Collected data:
/// How a factor is scored by the user.
#[derive(Debug, Clone, PartialEq, Serialize, Deserialize)]
#[serde(tag = "type", rename_all = "lowercase")]
pub enum InputType {
    Binary,
    /// Without bounds the scale is 0-10.
    Scale {
        #[serde(default)]
        min: Option<f64>,
        #[serde(default)]
        max: Option<f64>,
    },
    Percentage,
    Select { options: Vec<String> },
}

#[derive(Debug, Clone, Serialize, Deserialize)]
pub struct FactorDefinition {
    pub key: String,
    #[serde(default)]
    pub name: String,
    #[serde(default)]
    pub category: String,
    pub input_type: InputType,
    /// 0-10
    pub statistical_weight: f64,
    /// 0-1
    pub historical_impact: f64,
    /// Other factor key -> coefficient in [-1, 1].
    #[serde(default)]
    pub correlations: BTreeMap<String, f64>,
}

/// A raw factor value as entered by the user.
#[derive(Debug, Clone, PartialEq, Serialize, Deserialize)]
#[serde(untagged)]
pub enum FactorValue {
    Flag(bool),
    Number(f64),
    Choice(String),
}

#[derive(Debug, Clone, Serialize, Deserialize)]
pub struct FactorInput {
    pub factor_key: String,
    pub value: FactorValue,
    /// Overrides the definition's statistical weight.
    #[serde(default)]
    pub weight: Option<f64>,
}

/// A factor after normalization and weighting.
#[derive(Debug, Clone, Serialize)]
pub struct FactorObservation {
    pub factor_key: String,
    pub name: String,
    pub category: String,
    pub value: FactorValue,
    pub normalized_value: f64,
    pub weight: f64,
    pub contribution: f64,
}

/// Normalize a raw value to [0, 1] for the definition's input type.
pub fn normalize(value: &FactorValue, definition: &FactorDefinition) -> Result<f64> {
    let mismatch = |expected: &'static str| {
        EngineError::invalid("factor value", format!("{}={:?}", definition.key, value), expected)
    };

    match (&definition.input_type, value) {
        (InputType::Binary, FactorValue::Flag(b)) => Ok(if *b { 1.0 } else { 0.0 }),
        (InputType::Binary, _) => Err(mismatch("binary factors take true/false")),

        (InputType::Scale { min, max }, FactorValue::Number(v)) => {
            if !v.is_finite() {
                return Err(mismatch("scale value must be finite"));
            }
            let normalized = match (min, max) {
                (Some(lo), Some(hi)) => {
                    if hi <= lo {
                        return Err(EngineError::degenerate(
                            "normalize",
                            "scale max must exceed min",
                        ));
                    }
                    (v - lo) / (hi - lo)
                }
                _ => v / 10.0,
            };
            Ok(clamp_unit(normalized))
        }
        (InputType::Scale { .. }, _) => Err(mismatch("scale factors take a number")),

        (InputType::Percentage, FactorValue::Number(v)) => {
            check_probability("percentage factor", *v).map_err(|_| mismatch("percentage must be within [0, 1]"))
        }
        (InputType::Percentage, _) => Err(mismatch("percentage factors take a number")),

        (InputType::Select { options }, FactorValue::Choice(choice)) => {
            if options.len() < 2 {
                return Ok(0.0);
            }
            Ok(options
                .iter()
                .position(|o| o == choice)
                .map(|idx| idx as f64 / (options.len() - 1) as f64)
                .unwrap_or(0.0))
        }
        (InputType::Select { .. }, _) => Err(mismatch("select factors take one of the options")),
    }
}

/// `normalized * (weight / 10) * historical_impact`
pub fn contribution(normalized_value: f64, weight: f64, historical_impact: f64) -> f64 {
    normalized_value * (weight / MAX_WEIGHT) * historical_impact
}

/// Symmetric correlation coefficients, stored once per unordered pair.
#[derive(Debug, Clone, Default)]
pub struct CorrelationMatrix {
    pairs: HashMap<(String, String), f64>,
}

fn pair_key(a: &str, b: &str) -> (String, String) {
    if a <= b {
        (a.to_string(), b.to_string())
    } else {
        (b.to_string(), a.to_string())
    }
}
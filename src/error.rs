use thiserror::Error;

/// Errors produced by the computation engine.
///
/// Every engine function fails fast with one of these instead of returning
/// NaN, infinity or an out-of-range probability.
#[derive(Debug, Clone, PartialEq, Error)]
pub enum EngineError {
    #[error("invalid {field} ({value}): {reason}")]
    InvalidInput {
        field: &'static str,
        value: String,
        reason: &'static str,
    },

    #[error("unsupported odds format: {0}")]
    UnsupportedFormat(String),

    #[error("degenerate arithmetic in {operation}: {reason}")]
    ArithmeticDegenerate {
        operation: &'static str,
        reason: &'static str,
    },
}

pub type Result<T> = std::result::Result<T, EngineError>;

impl EngineError {
    pub fn invalid(field: &'static str, value: impl ToString, reason: &'static str) -> Self {
        EngineError::InvalidInput {
            field,
            value: value.to_string(),
            reason,
        }
    }

    pub fn degenerate(operation: &'static str, reason: &'static str) -> Self {
        EngineError::ArithmeticDegenerate { operation, reason }
    }
}

/// Probability strictly inside (0, 1).
pub(crate) fn check_open_probability(field: &'static str, p: f64) -> Result<f64> {
    if !p.is_finite() || p <= 0.0 || p >= 1.0 {
        return Err(EngineError::invalid(field, p, "must be strictly between 0 and 1"));
    }
    Ok(p)
}

/// Probability inside [0, 1].
pub(crate) fn check_probability(field: &'static str, p: f64) -> Result<f64> {
    if !p.is_finite() || !(0.0..=1.0).contains(&p) {
        return Err(EngineError::invalid(field, p, "must be between 0 and 1"));
    }
    Ok(p)
}

/// Any value in [0, 1], e.g. a Kelly multiplier or bankroll share.
pub(crate) fn check_unit_interval(field: &'static str, v: f64) -> Result<f64> {
    if !v.is_finite() || !(0.0..=1.0).contains(&v) {
        return Err(EngineError::invalid(field, v, "must be within [0, 1]"));
    }
    Ok(v)
}

pub(crate) fn check_finite(field: &'static str, v: f64) -> Result<f64> {
    if !v.is_finite() {
        return Err(EngineError::invalid(field, v, "must be a finite number"));
    }
    Ok(v)
}
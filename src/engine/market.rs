use super::odds::{implied_probability, Odds, OddsFormat, RawOdds};
use crate::error::{check_open_probability, EngineError, Result};
use serde::{Deserialize, Serialize};
use std::cmp::Ordering;
use std::fmt;

/// One side of a moneyline market.
#[derive(Debug, Clone, Copy, PartialEq, Eq, Serialize, Deserialize)]
#[serde(rename_all = "lowercase")]
pub enum Outcome {
    Home,
    Away,
    Draw,
}

impl fmt::Display for Outcome {
    fn fmt(&self, f: &mut fmt::Formatter<'_>) -> fmt::Result {
        f.write_str(match self {
            Outcome::Home => "home",
            Outcome::Away => "away",
            Outcome::Draw => "draw",
        })
    }
}

/// A single bookmaker's prices for one event, all in `odds_format`.
#[derive(Debug, Clone, Serialize, Deserialize)]
pub struct BookmakerQuote {
    pub bookmaker: String,
    pub odds_format: OddsFormat,
    pub home_odds: RawOdds,
    pub away_odds: RawOdds,
    #[serde(default)]
    pub draw_odds: Option<RawOdds>,
}

impl BookmakerQuote {
    fn raw(&self, outcome: Outcome) -> Option<&RawOdds> {
        match outcome {
            Outcome::Home => Some(&self.home_odds),
            Outcome::Away => Some(&self.away_odds),
            Outcome::Draw => self.draw_odds.as_ref(),
        }
    }

    /// Parsed odds for one outcome in the quote's own format.
    pub fn odds(&self, outcome: Outcome) -> Result<Odds> {
        let raw = self.raw(outcome).ok_or_else(|| {
            EngineError::invalid("outcome", outcome, "bookmaker does not price this outcome")
        })?;
        Odds::parse(raw, self.odds_format)
    }

    pub fn decimal_odds(&self, outcome: Outcome) -> Result<f64> {
        self.odds(outcome)?.to_decimal()
    }

    /// Implied probabilities for the complete outcome set this bookmaker
    /// prices (2 without a draw, 3 with). Every price is converted to decimal
    /// first so mixed-format books never reach the margin sum.
    pub fn implied_probabilities(&self) -> Result<Vec<f64>> {
        let mut outcomes = vec![Outcome::Home, Outcome::Away];
        if self.draw_odds.is_some() {
            outcomes.push(Outcome::Draw);
        }
        outcomes
            .into_iter()
            .map(|o| implied_probability(self.decimal_odds(o)?))
            .collect()
    }

    pub fn margin(&self) -> Result<f64> {
        Ok(bookmaker_margin(&self.implied_probabilities()?))
    }
}

/// Overround: sum of implied probabilities over ALL mutually exclusive
/// outcomes of one bookmaker, minus 1.
pub fn bookmaker_margin(implied_probabilities: &[f64]) -> f64 {
    implied_probabilities.iter().sum::<f64>() - 1.0
}

/// Proportional de-vig: `implied / (1 + margin)`.
///
/// This does not redistribute the margin by outcome likelihood, so longshots
/// keep slightly more of the vig than favourites.
pub fn fair_probability(implied: f64, margin: f64) -> f64 {
    implied / (1.0 + margin)
}

/// Expected profit per unit staked.
pub fn expected_value(user_probability: f64, decimal_odds: f64) -> f64 {
    user_probability * (decimal_odds - 1.0) - (1.0 - user_probability)
}

pub fn is_positive_ev(user_probability: f64, decimal_odds: f64) -> bool {
    expected_value(user_probability, decimal_odds) > 0.0
}

/// Relative edge in percent: `(user - fair) / fair * 100`.
///
/// Not to be confused with the Kelly `edge`, which is a plain difference.
pub fn edge_percentage(user_probability: f64, fair_probability: f64) -> Result<f64> {
    if !fair_probability.is_finite() || fair_probability <= 0.0 {
        return Err(EngineError::degenerate(
            "edge_percentage",
            "fair probability must be positive",
        ));
    }
    Ok((user_probability - fair_probability) / fair_probability * 100.0)
}

/// Per-bookmaker comparison of the user's probability against the market.
#[derive(Debug, Clone, Serialize)]
pub struct MarketComparison {
    pub bookmaker: String,
    pub outcome: Outcome,
    pub original_odds: Odds,
    pub decimal_odds: f64,
    pub implied_probability: f64,
    pub fair_probability: f64,
    pub user_probability: f64,
    pub bookmaker_margin: f64,
    pub edge_percentage: f64,
    pub expected_value: f64,
    pub is_positive_ev: bool,
}

/// Evaluate one quote for the requested outcome.
pub fn evaluate(
    quote: &BookmakerQuote,
    outcome: Outcome,
    user_probability: f64,
) -> Result<MarketComparison> {
    let user_probability = check_open_probability("user_probability", user_probability)?;

    let original_odds = quote.odds(outcome)?;
    let decimal_odds = original_odds.to_decimal()?;
    let implied = implied_probability(decimal_odds)?;
    let margin = quote.margin()?;
    let fair = fair_probability(implied, margin);
    let ev = expected_value(user_probability, decimal_odds);

    Ok(MarketComparison {
        bookmaker: quote.bookmaker.clone(),
        outcome,
        original_odds,
        decimal_odds,
        implied_probability: implied,
        fair_probability: fair,
        user_probability,
        bookmaker_margin: margin,
        edge_percentage: edge_percentage(user_probability, fair)?,
        expected_value: ev,
        is_positive_ev: ev > 0.0,
    })
}

/// Stable sort, highest edge first. Ties keep their input order.
pub fn rank_by_edge(mut opportunities: Vec<MarketComparison>) -> Vec<MarketComparison> {
    opportunities.sort_by(|a, b| {
        b.edge_percentage
            .partial_cmp(&a.edge_percentage)
            .unwrap_or(Ordering::Equal)
    });
    opportunities
}

/// Compare a user probability against every bookmaker in a market and rank
/// the results by edge.
pub fn compare_odds(
    quotes: &[BookmakerQuote],
    outcome: Outcome,
    user_probability: f64,
) -> Result<Vec<MarketComparison>> {
    if quotes.is_empty() {
        return Err(EngineError::invalid("quotes", 0, "market has no bookmakers"));
    }
    let comparisons = quotes
        .iter()
        .map(|q| evaluate(q, outcome, user_probability))
        .collect::<Result<Vec<_>>>()?;
    Ok(rank_by_edge(comparisons))
}

#[cfg(test)]
mod tests {
    use super::*;

    fn quote(name: &str, format: OddsFormat, home: RawOdds, away: RawOdds) -> BookmakerQuote {
        BookmakerQuote {
            bookmaker: name.to_string(),
            odds_format: format,
            home_odds: home,
            away_odds: away,
            draw_odds: None,
        }
    }

    #[test]
    fn test_no_vig_market_has_zero_margin() {
        // +100 / +100 -> 0.5 + 0.5 = 1.0
        let q = quote("fair", OddsFormat::American, 100.0.into(), 100.0.into());
        let margin = q.margin().unwrap();
        assert!(margin.abs() < 1e-12);
        let implied = implied_probability(q.decimal_odds(Outcome::Home).unwrap()).unwrap();
        assert!((fair_probability(implied, margin) - implied).abs() < 1e-12);
    }

    #[test]
    fn test_standard_juice_margin() {
        // -110 / -110 -> 2 * 0.5238 - 1 = 0.0476
        let q = quote("book", OddsFormat::American, (-110.0).into(), (-110.0).into());
        let margin = q.margin().unwrap();
        assert!((margin - 0.0476).abs() < 1e-3, "got {margin}");

        let implied = 110.0 / 210.0;
        let fair = fair_probability(implied, margin);
        assert!((fair - 0.5).abs() < 1e-9);
    }

    #[test]
    fn test_three_way_margin_includes_draw() {
        let mut q = quote("eu", OddsFormat::Decimal, 2.5.into(), 3.0.into());
        q.draw_odds = Some(3.2.into());
        // 0.4 + 0.3333 + 0.3125 - 1 = 0.0458
        let margin = q.margin().unwrap();
        assert!((margin - 0.045_833).abs() < 1e-5, "got {margin}");
        assert_eq!(q.implied_probabilities().unwrap().len(), 3);
    }

    #[test]
    fn test_expected_value_and_edge_percentage() {
        // p = 0.55 at 2.0: 0.55 * 1 - 0.45 = 0.10
        assert!((expected_value(0.55, 2.0) - 0.10).abs() < 1e-12);
        assert!(is_positive_ev(0.55, 2.0));
        assert!(!is_positive_ev(0.45, 2.0));

        // (0.55 - 0.50) / 0.50 * 100 = 10 %
        assert!((edge_percentage(0.55, 0.50).unwrap() - 10.0).abs() < 1e-9);
        assert!(edge_percentage(0.55, 0.0).is_err());
    }

    #[test]
    fn test_compare_converts_mixed_formats_and_ranks() {
        let quotes = vec![
            quote("american", OddsFormat::American, (-110.0).into(), (-110.0).into()),
            quote("fractional", OddsFormat::Fractional, "6/5".into(), "4/6".into()),
            quote("decimal", OddsFormat::Decimal, 2.05.into(), 1.80.into()),
        ];
        let ranked = compare_odds(&quotes, Outcome::Home, 0.55).unwrap();
        assert_eq!(ranked.len(), 3);
        for pair in ranked.windows(2) {
            assert!(pair[0].edge_percentage >= pair[1].edge_percentage);
        }
        let frac = ranked.iter().find(|c| c.bookmaker == "fractional").unwrap();
        assert!((frac.decimal_odds - 2.2).abs() < 1e-9);
    }

    #[test]
    fn test_rank_ties_keep_input_order() {
        let quotes = vec![
            quote("first", OddsFormat::Decimal, 2.0.into(), 2.0.into()),
            quote("second", OddsFormat::Decimal, 2.0.into(), 2.0.into()),
            quote("better", OddsFormat::Decimal, 2.2.into(), 1.8.into()),
        ];
        let ranked = compare_odds(&quotes, Outcome::Home, 0.55).unwrap();
        let names: Vec<_> = ranked.iter().map(|c| c.bookmaker.as_str()).collect();
        assert_eq!(names, vec!["better", "first", "second"]);
    }

    #[test]
    fn test_missing_draw_is_invalid() {
        let quotes = vec![quote("us", OddsFormat::American, 120.0.into(), (-140.0).into())];
        let err = compare_odds(&quotes, Outcome::Draw, 0.3).unwrap_err();
        assert!(matches!(err, EngineError::InvalidInput { field: "outcome", .. }));
    }

    #[test]
    fn test_empty_market_is_invalid() {
        assert!(compare_odds(&[], Outcome::Home, 0.5).is_err());
    }
}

■ **PROBLEM TO SOLVE**:
If a line in the data above contains "InvalidInput", return that line.

■ **RESULT FOR THIS EXERCISE**:
    InvalidInput {
        EngineError::InvalidInput {
        assert!(matches!(err, EngineError::InvalidInput { field: "outcome", .. }));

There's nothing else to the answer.